Others, who do not share their analysis, operate on the
assumption that as there is, in their view, no possibility of a viable
alternative to contemporary capitalism, it has to be made to work for the
common good. Some are more optimistic than others. They are mostly sympathetic
to Keynesian deficit financing as a way out of the current crisis. One of the
leading exponents of this viewpoint in the United States is James Galbraith of
the University of Austin, Texas. He believes that the danger posed by the
deficit is zero. ‘The idea’, he says ‘that funding difficulties are driven by
deficits is an argument backed by a very powerful metaphor, but not by much in
the way of fact, theory or current experience.’
Others such as Joseph Stiglitz and Paul Krugman have argued
that this is not the time to be slashing spending and that to do so runs the
serious risk of producing a double-dip recession. Krugman thinks that we are
now in the early stages of another depression, made virtually certain by the
proponents of orthodoxy, who, he says, ‘seem to be getting their talking points
from the collected speeches of Herbert Hoover.’ ‘And who’, he asks, ‘will pay
the price for this triumph of orthodoxy? Tens of millions of unemployed
workers, many of whom will go jobless for years, and some of whom will never
find work.’
David Blanchflower, Professor of Economics at Dartmouth
College, New Hampshire is convinced that ‘as a result of this reckless Budget
the UK will suffer a double-dip recession or worse, not least because there is
no room for interest rate cuts, although lots of additional quantitative easing
from the Bank of England could soften the blow.’

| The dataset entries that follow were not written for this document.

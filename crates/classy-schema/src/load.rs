//! # Loading
//!
//! Turns a raw decoded value into loaded [`Item`]s under a fragment.
//!
//! Validation runs once, at the outermost call, against the fully rendered
//! document. Nested class positions are then constructed with validation
//! suppressed, since the enclosing document already covered them.
//!
//! ## Projection
//!
//! Object loading iterates the *declared* properties in declaration order:
//!
//! - present keys are converted through their node (class nodes construct an
//!   instance, fragment nodes pass the raw value through, wrapped);
//! - absent keys take the node's default if it has one, and are otherwise
//!   left out of the result;
//! - undeclared input keys are dropped.
//!
//! Array loading applies `items` per element. With positional items, input
//! elements past the last declared position pass through unconverted.

use serde_json::{Map, Value};

use classy_core::{ClassyError, JsonType, ValueKind};

use crate::attrmap::AttrMap;
use crate::fragment::{DefaultValue, Items, Schema, SchemaNode};
use crate::item::Item;

impl Schema {
    /// Load a raw value of any accepted type.
    ///
    /// Mappings are projected when the fragment accepts `object`, sequences
    /// when it accepts `array`. Other values pass through if their base
    /// shape is accepted.
    ///
    /// # Errors
    ///
    /// `SchemaValidation` if `validate` is set and the value is invalid;
    /// `TypeMismatch` if the base shape of `value` is not accepted.
    pub fn load(&self, value: Value, validate: bool) -> Result<Item, ClassyError> {
        if validate {
            self.validate(&value)?;
        }
        match value {
            Value::Object(map) if self.accepts(JsonType::Object) => {
                self.project_object(map).map(Item::Map)
            }
            Value::Array(items) if self.accepts(JsonType::Array) => {
                self.project_array(items).map(Item::List)
            }
            other if self.admits_value(&other) => Ok(Item::from(other)),
            other => Err(ClassyError::TypeMismatch {
                expected: self.type_label(),
                actual: ValueKind::of(&other),
            }),
        }
    }

    /// Load a mapping through this fragment's declared properties.
    ///
    /// # Errors
    ///
    /// `SchemaValidation` if `validate` is set and the value is invalid;
    /// `TypeMismatch` if `value` is not a mapping.
    pub fn load_object(&self, value: Value, validate: bool) -> Result<AttrMap, ClassyError> {
        if validate {
            self.validate(&value)?;
        }
        match value {
            Value::Object(map) => self.project_object(map),
            other => Err(ClassyError::TypeMismatch {
                expected: JsonType::Object.to_string(),
                actual: ValueKind::of(&other),
            }),
        }
    }

    /// Load a sequence through this fragment's `items`.
    ///
    /// # Errors
    ///
    /// `SchemaValidation` if `validate` is set and the value is invalid;
    /// `TypeMismatch` if `value` is not a sequence.
    pub fn load_array(&self, value: Value, validate: bool) -> Result<Vec<Item>, ClassyError> {
        if validate {
            self.validate(&value)?;
        }
        match value {
            Value::Array(items) => self.project_array(items),
            other => Err(ClassyError::TypeMismatch {
                expected: JsonType::Array.to_string(),
                actual: ValueKind::of(&other),
            }),
        }
    }

    fn project_object(&self, mut map: Map<String, Value>) -> Result<AttrMap, ClassyError> {
        let Some(properties) = &self.properties else {
            return Ok(AttrMap::new());
        };

        let mut out = AttrMap::with_capacity(properties.len());
        for (name, node) in properties {
            match map.remove(name) {
                Some(raw) => {
                    tracing::trace!(property = %name, "converting property");
                    out.insert(name.clone(), node.convert(raw)?);
                }
                None => {
                    if let Some(default) = node.default_value()? {
                        tracing::trace!(property = %name, "applying default");
                        out.insert(name.clone(), node.resolve_default(default)?);
                    }
                }
            }
        }

        if !map.is_empty() {
            tracing::trace!(dropped = map.len(), "dropped undeclared keys");
        }
        Ok(out)
    }

    fn project_array(&self, items: Vec<Value>) -> Result<Vec<Item>, ClassyError> {
        match &self.items {
            Some(Items::Single(node)) => items
                .into_iter()
                .enumerate()
                .map(|(index, raw)| {
                    tracing::trace!(index, "converting item");
                    node.convert(raw)
                })
                .collect(),
            Some(Items::Positional(nodes)) => {
                let mut out = Vec::with_capacity(items.len());
                for (index, raw) in items.into_iter().enumerate() {
                    match nodes.get(index) {
                        Some(node) => {
                            tracing::trace!(index, "converting positional item");
                            out.push(node.convert(raw)?);
                        }
                        None => out.push(Item::from(raw)),
                    }
                }
                Ok(out)
            }
            None => Ok(items.into_iter().map(Item::from).collect()),
        }
    }
}

impl SchemaNode {
    /// Convert a raw value found at this position.
    fn convert(&self, raw: Value) -> Result<Item, ClassyError> {
        match self {
            Self::Class(class) => class.construct(raw, false).map(Item::from),
            Self::Fragment(_) => Ok(Item::from(raw)),
        }
    }

    /// Produce the value of an absent position from its default.
    ///
    /// A literal default at a class position is constructed into an
    /// instance of that class with full validation.
    fn resolve_default(&self, default: &DefaultValue) -> Result<Item, ClassyError> {
        match (default, self) {
            (DefaultValue::Class(class), _) => class.construct_default().map(Item::from),
            (DefaultValue::Literal(value), Self::Class(class)) => {
                class.construct(value.clone(), true).map(Item::from)
            }
            (DefaultValue::Literal(value), Self::Fragment(_)) => Ok(Item::from(value.clone())),
        }
    }
}
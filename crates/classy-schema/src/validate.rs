//! # Validation Gateway
//!
//! Structural validation of decoded values against fully rendered schema
//! documents, delegated to the `jsonschema` crate.
//!
//! ## Contract
//!
//! The document passed in is always the output of [`Schema::render`]: it
//! contains no class references, so the gateway performs no resolution of
//! its own. Failures are reported with the full list of violations
//! (instance path, schema path, message).
//!
//! ## Validator Settings
//!
//! Documents are compiled as JSON Schema Draft 7, where an `items` array
//! describes positional elements. `format` is treated as an annotation and
//! not asserted.

use jsonschema::{Draft, Validator};
use serde_json::Value;

use classy_core::{ClassyError, ValidationViolations, Violation};

use crate::fragment::Schema;

/// Label used for schemas that do not belong to a class.
pub const FRAGMENT_LABEL: &str = "fragment";

/// Compile a rendered document into a `jsonschema` validator.
///
/// # Errors
///
/// Returns `ClassyError::ValidatorBuild` if the document is not a valid
/// JSON Schema.
pub fn build_validator(document: &Value, label: &str) -> Result<Validator, ClassyError> {
    let mut opts = jsonschema::options();
    opts.with_draft(Draft::Draft7).should_validate_formats(false);
    opts.build(document).map_err(|e| ClassyError::ValidatorBuild {
        schema: label.to_string(),
        reason: e.to_string(),
    })
}

/// Validate `instance` against a rendered `document`.
///
/// # Errors
///
/// Returns `ClassyError::SchemaValidation` with structured violation
/// details if the instance is invalid.
pub fn validate_document(
    instance: &Value,
    document: &Value,
    label: &str,
) -> Result<(), ClassyError> {
    let validator = build_validator(document, label)?;
    validate_with(&validator, instance, label)
}

/// Validate `instance` with an already compiled validator.
pub fn validate_with(
    validator: &Validator,
    instance: &Value,
    label: &str,
) -> Result<(), ClassyError> {
    let violations: ValidationViolations = validator
        .iter_errors(instance)
        .map(|e| Violation {
            instance_path: e.instance_path.to_string(),
            schema_path: e.schema_path.to_string(),
            message: e.to_string(),
        })
        .collect();

    if violations.is_empty() {
        Ok(())
    } else {
        tracing::debug!(
            schema = label,
            violations = violations.len(),
            "instance failed validation"
        );
        Err(ClassyError::SchemaValidation {
            schema: label.to_string(),
            violations,
        })
    }
}

impl Schema {
    /// Validate `instance` against this fragment's rendered document.
    pub fn validate(&self, instance: &Value) -> Result<(), ClassyError> {
        let document = self.render()?;
        validate_document(instance, &document, FRAGMENT_LABEL)
    }

    /// Returns true if `instance` passes validation.
    pub fn is_valid(&self, instance: &Value) -> bool {
        self.validate(instance).is_ok()
    }
}

#[cfg(test)]
mod tests {
    use super::*;
    use serde_json::json;

    fn module_schema() -> Schema {
        Schema::object()
            .required(["k1", "k2"])
            .property("k1", Schema::string())
            .property("k2", Schema::integer())
            .keyword("additionalProperties", json!(false))
    }

    #[test]
    fn test_validate_valid_document() {
        module_schema()
            .validate(&json!({"k1": "a", "k2": 1}))
            .unwrap();
    }

    #[test]
    fn test_validate_missing_required_field() {
        let err = module_schema().validate(&json!({"k2": 1})).unwrap_err();
        match &err {
            ClassyError::SchemaValidation { schema, violations } => {
                assert_eq!(schema, FRAGMENT_LABEL);
                assert!(!violations.is_empty());
                let has_k1 = violations
                    .violations()
                    .iter()
                    .any(|v| v.message.contains("k1"));
                assert!(has_k1, "Expected violation mentioning 'k1', got: {violations}");
            }
            other => panic!("Expected SchemaValidation, got: {other}"),
        }
    }

    #[test]
    fn test_validate_wrong_primitive_type_reports_path() {
        let err = module_schema()
            .validate(&json!({"k1": "a", "k2": "not an integer"}))
            .unwrap_err();
        match err {
            ClassyError::SchemaValidation { violations, .. } => {
                assert_eq!(violations.len(), 1);
                assert_eq!(violations.violations()[0].instance_path, "/k2");
            }
            other => panic!("Expected SchemaValidation, got: {other}"),
        }
    }

    #[test]
    fn test_validate_additional_properties_rejected() {
        let result = module_schema().validate(&json!({"k1": "a", "k2": 1, "extra": true}));
        assert!(
            matches!(result, Err(ClassyError::SchemaValidation { .. })),
            "additionalProperties: false, but extra field was accepted"
        );
    }

    #[test]
    fn test_format_is_not_asserted() {
        let schema = Schema::string().format("date-time");
        assert!(schema.is_valid(&json!("not a timestamp")));
    }

    #[test]
    fn test_positional_items_are_checked_per_position() {
        let schema = Schema::array().positional_items([Schema::string(), Schema::integer()]);
        assert!(schema.is_valid(&json!(["a", 1])));
        assert!(schema.is_valid(&json!(["a", 1, {"anything": true}])));
        assert!(!schema.is_valid(&json!([1, "a"])));
    }

    #[test]
    fn test_compiled_validator_is_reusable() {
        let document = module_schema().render().unwrap();
        let validator = build_validator(&document, "Module").unwrap();
        validate_with(&validator, &json!({"k1": "a", "k2": 1}), "Module").unwrap();
        let err = validate_with(&validator, &json!({"k1": 1}), "Module").unwrap_err();
        assert!(
            matches!(err, ClassyError::SchemaValidation { ref schema, .. } if schema == "Module"),
            "Expected SchemaValidation for Module, got: {err}"
        );
    }

    #[test]
    fn test_invalid_document_fails_to_build() {
        let err = build_validator(&json!({"type": 12}), "broken").unwrap_err();
        assert!(
            matches!(err, ClassyError::ValidatorBuild { ref schema, .. } if schema == "broken"),
            "Expected ValidatorBuild, got: {err}"
        );
    }
}
//! # Error Types: Structured Error Hierarchy
//!
//! Defines the single error type shared by every classyjson crate. All
//! errors use `thiserror` for derive-based `Display` and `Error`
//! implementations.
//!
//! ## Design
//!
//! - Nothing is retried or recovered internally; every variant reaches the
//!   caller of `load` or of class construction.
//! - Validation errors carry the full structured violation list reported by
//!   the validator (instance path, schema path, message).
//! - Lookup errors carry the attempted key and the keys that do exist.

use std::fmt;

use thiserror::Error;

use crate::value::ValueKind;

/// Top-level error type for classyjson.
#[derive(Error, Debug)]
pub enum ClassyError {
    /// A class or schema literal does not describe a usable schema.
    #[error("schema definition error for {subject}: {reason}")]
    SchemaDefinition {
        /// Class name, or a description of the literal being parsed.
        subject: String,
        /// What is wrong with the definition.
        reason: String,
    },

    /// The instance did not conform to the rendered schema document.
    #[error("validation failed against schema '{schema}':\n{violations}")]
    SchemaValidation {
        /// Class name, or `fragment` for anonymous schemas.
        schema: String,
        /// Structured list of individual violations.
        violations: ValidationViolations,
    },

    /// The rendered schema document could not be compiled by the validator.
    #[error("validator build error for schema '{schema}': {reason}")]
    ValidatorBuild {
        /// Class name, or `fragment` for anonymous schemas.
        schema: String,
        /// Reason reported by the validator.
        reason: String,
    },

    /// The decoded base shape does not match the shape the schema expects.
    #[error("wrong base type: expected {expected}, found {actual}")]
    TypeMismatch {
        /// The accepted type names, e.g. `object` or `string | null`.
        expected: String,
        /// The kind of value actually supplied.
        actual: ValueKind,
    },

    /// A discriminator value has no registered class.
    #[error("unknown variant {value} for discriminator '{field}'; known variants: {known:?}")]
    UnknownVariant {
        /// The discriminator field name.
        field: String,
        /// The value found in the input, rendered as JSON.
        value: String,
        /// Registered variant names, in registration order.
        known: Vec<String>,
    },

    /// An attribute lookup named a key that is not present.
    #[error("'{key}' not in {known:?}")]
    MissingKey {
        /// The key that was requested.
        key: String,
        /// The keys present in the mapping, in order.
        known: Vec<String>,
    },

    /// A positional lookup went past the end of a sequence.
    #[error("index {index} out of range for sequence of length {len}")]
    IndexOutOfRange {
        /// The requested position.
        index: usize,
        /// Length of the sequence.
        len: usize,
    },

    /// A post-construction hook rejected the freshly loaded instance.
    #[error("post-construction hook for {class} failed: {reason}")]
    Hook {
        /// Name of the class whose hook failed.
        class: String,
        /// Reason given by the hook.
        reason: String,
    },

    /// Input text or a file could not be decoded.
    #[error("decode error for '{origin}': {reason}")]
    Decode {
        /// Where the input came from (file path, `<text>`, `<reader>`).
        origin: String,
        /// Reason reported by the decoder.
        reason: String,
    },

    /// JSON serialization failed.
    #[error("serialization error: {0}")]
    Serialization(#[from] serde_json::Error),

    /// IO error.
    #[error("io error: {0}")]
    Io(#[from] std::io::Error),
}

impl ClassyError {
    /// Build a `MissingKey` error from any iterator of known keys.
    pub fn missing_key<'a>(key: &str, known: impl IntoIterator<Item = &'a String>) -> Self {
        Self::MissingKey {
            key: key.to_string(),
            known: known.into_iter().cloned().collect(),
        }
    }

    /// Returns true for errors raised by structural validation.
    pub fn is_validation(&self) -> bool {
        matches!(self, Self::SchemaValidation { .. })
    }
}

/// A single validation violation with structured context.
#[derive(Debug, Clone, PartialEq, Eq)]
pub struct Violation {
    /// JSON Pointer path to the violating field in the instance.
    pub instance_path: String,
    /// JSON Pointer path within the schema that triggered the error.
    pub schema_path: String,
    /// Human-readable description of the violation.
    pub message: String,
}

impl fmt::Display for Violation {
    fn fmt(&self, f: &mut fmt::Formatter<'_>) -> fmt::Result {
        if self.instance_path.is_empty() {
            write!(f, "  (root): {}", self.message)
        } else {
            write!(f, "  {}: {}", self.instance_path, self.message)
        }
    }
}

/// Collection of validation violations.
#[derive(Debug, Clone, Default, PartialEq, Eq)]
pub struct ValidationViolations {
    violations: Vec<Violation>,
}

impl ValidationViolations {
    /// Wrap a list of violations.
    pub fn new(violations: Vec<Violation>) -> Self {
        Self { violations }
    }

    /// Returns the number of violations.
    pub fn len(&self) -> usize {
        self.violations.len()
    }

    /// Returns true if there are no violations.
    pub fn is_empty(&self) -> bool {
        self.violations.is_empty()
    }

    /// Returns a slice of all violations.
    pub fn violations(&self) -> &[Violation] {
        &self.violations
    }

    /// Consumes self and returns the inner Vec.
    pub fn into_inner(self) -> Vec<Violation> {
        self.violations
    }
}

impl FromIterator<Violation> for ValidationViolations {
    fn from_iter<I: IntoIterator<Item = Violation>>(iter: I) -> Self {
        Self::new(iter.into_iter().collect())
    }
}

impl fmt::Display for ValidationViolations {
    fn fmt(&self, f: &mut fmt::Formatter<'_>) -> fmt::Result {
        for (i, v) in self.violations.iter().enumerate() {
            if i > 0 {
                writeln!(f)?;
            }
            write!(f, "{v}")?;
        }
        Ok(())
    }
}
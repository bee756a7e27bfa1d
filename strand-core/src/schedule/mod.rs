//! Flush Scheduling
//!
//! A write marks the graph and collects the eager terminal nodes it reached,
//! grouped by each node's [`SchedulerKey`]. Each group becomes a [`Batch`]
//! and is handed to the scheduler registered under that key.
//!
//! # Built-in schedulers
//!
//! | key      | policy                                               |
//! |----------|------------------------------------------------------|
//! | `sync`   | flush inline, before the write returns               |
//! | `micro`  | one microtask drains every pending batch             |
//! | `macro`  | one macrotask per batch                              |
//! | `layout` | one frame callback per batch                         |
//!
//! Deferred schedulers coalesce: a node already waiting in a batch is not
//! collected again by later writes, so N writes in one turn cost one run.
//!
//! Custom policies implement [`Scheduler`] and are registered with
//! [`Runtime::register_scheduler`](crate::Runtime::register_scheduler).

mod driver;
mod priority_queue;
mod task;

use std::borrow::Cow;
use std::fmt;
use std::rc::{Rc, Weak};

use serde::Serialize;

pub use driver::{Callback, Driver, EventLoop, TimeDomain, TokioDriver};
pub use priority_queue::PriorityQueue;
pub use task::{created_first, Task, TaskControl, TaskQueue};

use crate::graph::NodeId;
use crate::reactive::RuntimeInner;

/// Name of a flush policy.
#[derive(Debug, Clone, PartialEq, Eq, Hash, PartialOrd, Ord, Serialize)]
#[serde(transparent)]
pub struct SchedulerKey(Cow<'static, str>);

impl SchedulerKey {
    pub const SYNC: Self = Self(Cow::Borrowed("sync"));
    pub const MICRO: Self = Self(Cow::Borrowed("micro"));
    pub const MACRO: Self = Self(Cow::Borrowed("macro"));
    pub const LAYOUT: Self = Self(Cow::Borrowed("layout"));

    pub fn new(name: impl Into<Cow<'static, str>>) -> Self {
        Self(name.into())
    }

    pub fn as_str(&self) -> &str {
        &self.0
    }
}

impl Default for SchedulerKey {
    fn default() -> Self {
        Self::SYNC
    }
}

impl fmt::Display for SchedulerKey {
    fn fmt(&self, f: &mut fmt::Formatter<'_>) -> fmt::Result {
        f.write_str(&self.0)
    }
}

impl From<&'static str> for SchedulerKey {
    fn from(name: &'static str) -> Self {
        Self::new(name)
    }
}

/// Terminal nodes reached by one write (or one outermost batch), in the
/// order they were reached.
#[derive(Clone)]
pub struct Batch {
    runtime: Weak<RuntimeInner>,
    members: Rc<[NodeId]>,
}

impl Batch {
    pub(crate) fn new(runtime: Weak<RuntimeInner>, members: Vec<NodeId>) -> Self {
        Self {
            runtime,
            members: members.into(),
        }
    }

    pub fn members(&self) -> &[NodeId] {
        &self.members
    }

    pub fn len(&self) -> usize {
        self.members.len()
    }

    pub fn is_empty(&self) -> bool {
        self.members.is_empty()
    }

    /// Re-run every member that is still stale, in order. Members resolved
    /// clean earlier in the flush, or disposed since, are skipped.
    pub fn run(&self) {
        let Some(runtime) = self.runtime.upgrade() else {
            return;
        };
        for &id in self.members.iter() {
            runtime.run_if_dirty(id);
        }
    }
}

impl fmt::Debug for Batch {
    fn fmt(&self, f: &mut fmt::Formatter<'_>) -> fmt::Result {
        f.debug_list().entries(self.members.iter()).finish()
    }
}

/// A flush policy.
pub trait Scheduler {
    /// Take ownership of a batch and run it, now or later.
    fn schedule(&self, batch: Batch);
}

/// Flushes inline.
#[derive(Debug, Default, Clone, Copy)]
pub struct SyncScheduler;

impl Scheduler for SyncScheduler {
    fn schedule(&self, batch: Batch) {
        batch.run();
    }
}

/// Defers batches through a [`TaskQueue`].
#[derive(Debug, Clone)]
pub struct DeferredScheduler {
    queue: TaskQueue,
    start_new_callback: bool,
}

impl DeferredScheduler {
    pub fn new(queue: TaskQueue, start_new_callback: bool) -> Self {
        Self {
            queue,
            start_new_callback,
        }
    }

    /// Every pending batch runs inside a single microtask.
    pub fn micro(driver: Rc<dyn Driver>) -> Self {
        Self::new(TaskQueue::new(driver, TimeDomain::Micro), false)
    }

    /// One macrotask per batch.
    pub fn macro_task(driver: Rc<dyn Driver>) -> Self {
        Self::new(TaskQueue::new(driver, TimeDomain::Macro), true)
    }

    /// One frame callback per batch.
    pub fn layout(driver: Rc<dyn Driver>) -> Self {
        Self::new(TaskQueue::new(driver, TimeDomain::Frame), true)
    }

    pub fn queue(&self) -> &TaskQueue {
        &self.queue
    }
}

impl Scheduler for DeferredScheduler {
    fn schedule(&self, batch: Batch) {
        let control = TaskControl {
            finished: true,
            start_new_callback: self.start_new_callback,
        };
        self.queue.push(move || {
            batch.run();
            control
        });
    }
}

/// The four built-in schedulers, in registration order.
pub(crate) fn builtin(driver: Rc<dyn Driver>) -> Vec<(SchedulerKey, Rc<dyn Scheduler>)> {
    vec![
        (SchedulerKey::SYNC, Rc::new(SyncScheduler)),
        (SchedulerKey::MICRO, Rc::new(DeferredScheduler::micro(driver.clone()))),
        (SchedulerKey::MACRO, Rc::new(DeferredScheduler::macro_task(driver.clone()))),
        (SchedulerKey::LAYOUT, Rc::new(DeferredScheduler::layout(driver))),
    ]
}
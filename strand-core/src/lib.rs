//! Strand Core
//!
//! A fine-grained reactive dependency engine. It implements:
//!
//! - Reactive primitives (signals, memos, effects, watchers)
//! - Precise invalidation over a dynamic dependency graph
//! - Pluggable flush scheduling (synchronous, microtask, macrotask, frame)
//! - Ownership scopes for bulk disposal
//! - Deep reactive collections
//!
//! # Architecture
//!
//! The crate is organized into several modules:
//!
//! - `graph`: arena-backed nodes and edges, dirty marking and upstream walks
//! - `reactive`: the runtime and the handles users hold
//! - `schedule`: scheduler keys, batches and the task queues behind them
//! - `collections`: vectors and maps with per-entry reactivity
//! - `config` / `error`: runtime configuration and error types
//!
//! # Example
//!
//! ```rust
//! use std::cell::Cell;
//! use std::rc::Rc;
//! use strand_core::Runtime;
//!
//! let rt = Runtime::new();
//!
//! // Create a signal
//! let count = rt.signal(1);
//!
//! // Create a derived value
//! let doubled = {
//!     let count = count.clone();
//!     rt.memo(move || count.get() * 2)
//! };
//!
//! // Create an effect; it runs once right away
//! let seen = Rc::new(Cell::new(0));
//! let _effect = {
//!     let (doubled, seen) = (doubled.clone(), seen.clone());
//!     rt.effect(move || seen.set(doubled.get()))
//! };
//! assert_eq!(seen.get(), 2);
//!
//! // Update the signal; the synchronous effect re-runs before `set` returns
//! count.set(5);
//! assert_eq!(seen.get(), 10);
//! ```

pub mod collections;
pub mod config;
pub mod error;
pub mod graph;
pub mod reactive;
pub mod schedule;

pub use collections::{ReactiveMap, ReactiveVec};
pub use config::{DriverKind, PullErrorPolicy, RuntimeConfig};
pub use error::{PullError, ReactiveError, Result};
pub use graph::{GraphSnapshot, NodeId, NodeKind, NodeSnapshot, ScopeId};
pub use reactive::{
    watch, watch_with, Effect, EffectOptions, Memo, Runtime, Scope, Signal, ValueDiff,
    WatchOptions,
};
pub use schedule::{Batch, DeferredScheduler, EventLoop, Scheduler, SchedulerKey, SyncScheduler};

The liberal Keynesian Will Hutton is equally scathing about
what he describes as the ‘shock-and-awe British budget’. Hutton was one of the
few mainstream political commentators to foresee the financial crisis before it
broke. He sees the austerity measures to eliminate the deficit as in part
motivated by Tory fears that the banking crisis may not be over and that ‘the
British state may have to put its balance sheet behind our gargantuan banks for
a second time’. In this case, he argues, ‘the national debt needs to be
shrinking as a share of GDP if the UK is to sell the hundreds of billions of
pounds of debt necessary to prop up the banks.’ How does he regard this
alarming prospect? The coalition would not dare to admit publicly that this is
what it is doing. ‘Imposing austerity to save bankers and their bonuses in the
future is even less attractive politically than doing it to rescue them from
their past sins.’
What conclusions may be drawn from all this? At the moment
public awareness of the coming age of harsh austerity is still muted. This can
hardly remain so for long. Millions of the most vulnerable people will face
unimaginable hardship. Unemployment will rise above three million. The
coalition government will come under increasing strain and, if the Liberal
Democrat rank and file rebel, may not survive. There could be a political
crisis within the next two years. If this occurs it is likely to be in
circumstances of growing public anger which could, and should, manifest itself in
increased trade union militancy. Public sector unions are already mobilizing
for the fight-back. Every effort will be made by the government and its media
supporters to sow confusion and division amongst the public. Attempts are
likely to be made to use the law against the unions and striking workers.
There is little reason as yet to expect any leadership from
the Labour Party. None of the candidates for the leadership shows any real sign
of abandoning the disastrous record of New Labour and beginning the task of
rebuilding the party as a progressive force capable of providing the leadership
that will be necessary if the long, hard fight-back is to be successful. But,
wherever the leadership may come from, it is essential that a mass movement of
opposition is built. There is no time to waste.